Top honours for “outstanding” conservation projects
PUBLISHED: 10:39 16 January 2013 | UPDATED: 10:39 16 January 2013
A major grouse moor in County Durham, an organic farm in Yorkshire and a Wildfowlers Association in Lancashire have emerged as the top three winners at the 2012 Purdey Awards for Game and Conservation.
Since August, Purdey Awards judges have been visiting shortlisted entrants throughout the UK to assess the most worthy winners. Their decision was announced at the Awards presentations held in Purdey’s historic Long Room in central London on 22 November.
The Gold Award was taken by the Weardale Estate in Bishop Auckland, County Durham, with an entry described as “outstanding, and a most worthy winner”. The Purdey Awards Shield, a cheque for £4,000 and a Jeroboam of Laurent-Perrier Champagne were presented to owner Michael Stone in recognition of his work in heather moorland restoration, progressively enlarging and improving Weardale to the point where it is regarded by Natural England as a “model of best practice for grouse moor management”.
In 1984 Michael Stone, well known in the City of London as the former CEO, and latterly chairman, of ED & F Man, bought 4,300 acres of land from the Forestry Commission, comprising 900 acres of commercial forestry and 3,400 acres of grouse moor. Together with Weardale’s head keeper Nick Walmsley, he then embarked on a long-term moorland improvement project which today, almost 30 years on, sees Weardale regarded as one of the finest driven grouse moors in the country.
The estate has grown to cover almost 15,000 acres, and their project has coped with many natural obstacles including altitude, climate, vermin and the clearing of 900 acres of mature conifer plantations to return to heather moor. This large-scale conservation work has not only brought about a dramatic increase in red grouse populations, but has benefited many other wild bird species, including merlin, black grouse, golden plover, curlew, lapwing, grey partridge and woodcock. There has also been a significant return of red squirrels.
Awards Organiser Richard Purdey said: “Although the sheer scale of Weardale makes it our largest entry to date, Michael Stone and Nick Warmsley win gold not on size but for the outstanding quality of their moorland development strategy and its ensuing results. Weardale has set new standards in grouse moor management.”
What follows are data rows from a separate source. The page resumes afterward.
use anyhow::{Context, Result};
use serde::{Deserialize, Serialize};
use std::{fs, path::PathBuf, sync::RwLock};

use crate::capture::CaptureRegion;
use crate::ocr::tesseract::DEFAULT_LANGUAGE;
use crate::shortcut::ShortcutBinding;

#[derive(Debug, Clone, PartialEq, Serialize, Deserialize)]
#[serde(default)]
pub struct SoundSettings {
    pub enabled: bool,
}

impl Default for SoundSettings {
    fn default() -> Self {
        Self { enabled: true }
    }
}

#[derive(Debug, Clone, PartialEq, Serialize, Deserialize)]
#[serde(default)]
pub struct OcrSettings {
    pub language: String,
}

impl Default for OcrSettings {
    fn default() -> Self {
        Self {
            language: DEFAULT_LANGUAGE.into(),
        }
    }
}

#[derive(Debug, Clone, Default, PartialEq, Serialize, Deserialize)]
#[serde(default)]
pub struct CaptureSettings {
    pub region: Option<CaptureRegion>,
}

#[derive(Debug, Clone, Default, PartialEq, Serialize, Deserialize)]
#[serde(default)]
pub struct UserSettings {
    pub shortcut: Option<ShortcutBinding>,
    pub sound: SoundSettings,
    pub ocr: OcrSettings,
    pub capture: CaptureSettings,
    pub knowledge_dir: Option<PathBuf>,
}

pub struct SettingsStore {
    path: PathBuf,
    data: RwLock<UserSettings>,
}

impl SettingsStore {
    pub fn new(path: PathBuf) -> Result<Self> {
        let data = if path.exists() {
            let contents = fs::read_to_string(&path)
                .with_context(|| format!("Failed to read settings from {}", path.display()))?;
            serde_json::from_str(&contents).unwrap_or_else(|err| {
                log::warn!(
                    "Ignoring unparseable settings in {}: {err}",
                    path.display()
                );
                UserSettings::default()
            })
        } else {
            UserSettings::default()
        };

        Ok(Self {
            path,
            data: RwLock::new(data),
        })
    }

    /// `<config_dir>/avr/settings.json`
    pub fn default_path() -> Option<PathBuf> {
        dirs::config_dir().map(|dir| dir.join("avr").join("settings.json"))
    }

    pub fn path(&self) -> &PathBuf {
        &self.path
    }

    pub fn snapshot(&self) -> UserSettings {
        self.data
            .read()
            .map(|guard| guard.clone())
            .unwrap_or_else(|poisoned| poisoned.into_inner().clone())
    }

    /// Applies `change` and writes the result to disk.
    pub fn update<F>(&self, change: F) -> Result<UserSettings>
    where
        F: FnOnce(&mut UserSettings),
    {
        let mut guard = self
            .data
            .write()
            .map_err(|_| anyhow::anyhow!("settings lock poisoned"))?;
        change(&mut *guard);
        self.persist(&guard)?;
        Ok(guard.clone())
    }

    fn persist(&self, data: &UserSettings) -> Result<()> {
        if let Some(parent) = self.path.parent() {
            fs::create_dir_all(parent)
                .with_context(|| format!("Failed to create {}", parent.display()))?;
        }
        let serialized = serde_json::to_string_pretty(data)?;
        fs::write(&self.path, serialized)
            .with_context(|| format!("Failed to write settings to {}", self.path.display()))
    }
}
The Silver Award and a cheque for £3,000 were presented to Pollybell Organic Farm near Doncaster in South Yorkshire. Owner Nigel Brown and gamekeeper Miles Bentley were cited for their “tremendous work in organic farming, coupled with outstanding wild game and habitat management”.
The Brown family acquired the 5,000-acre estate 18 years ago, of which 80% is now fully certified as organic, and with diligent keepering and skilful habitat management, has developed what is now a successful wild grey partridge conservation project and shoot.
The Purdey Bronze Award was presented to the Westmorland Wildfowlers Association, based near Carnforth, Lancashire. Lord Douro said the Association was being recognised for its success in encouraging and training younger members, as well as for promoting and practising exemplary shooting and conservation policies.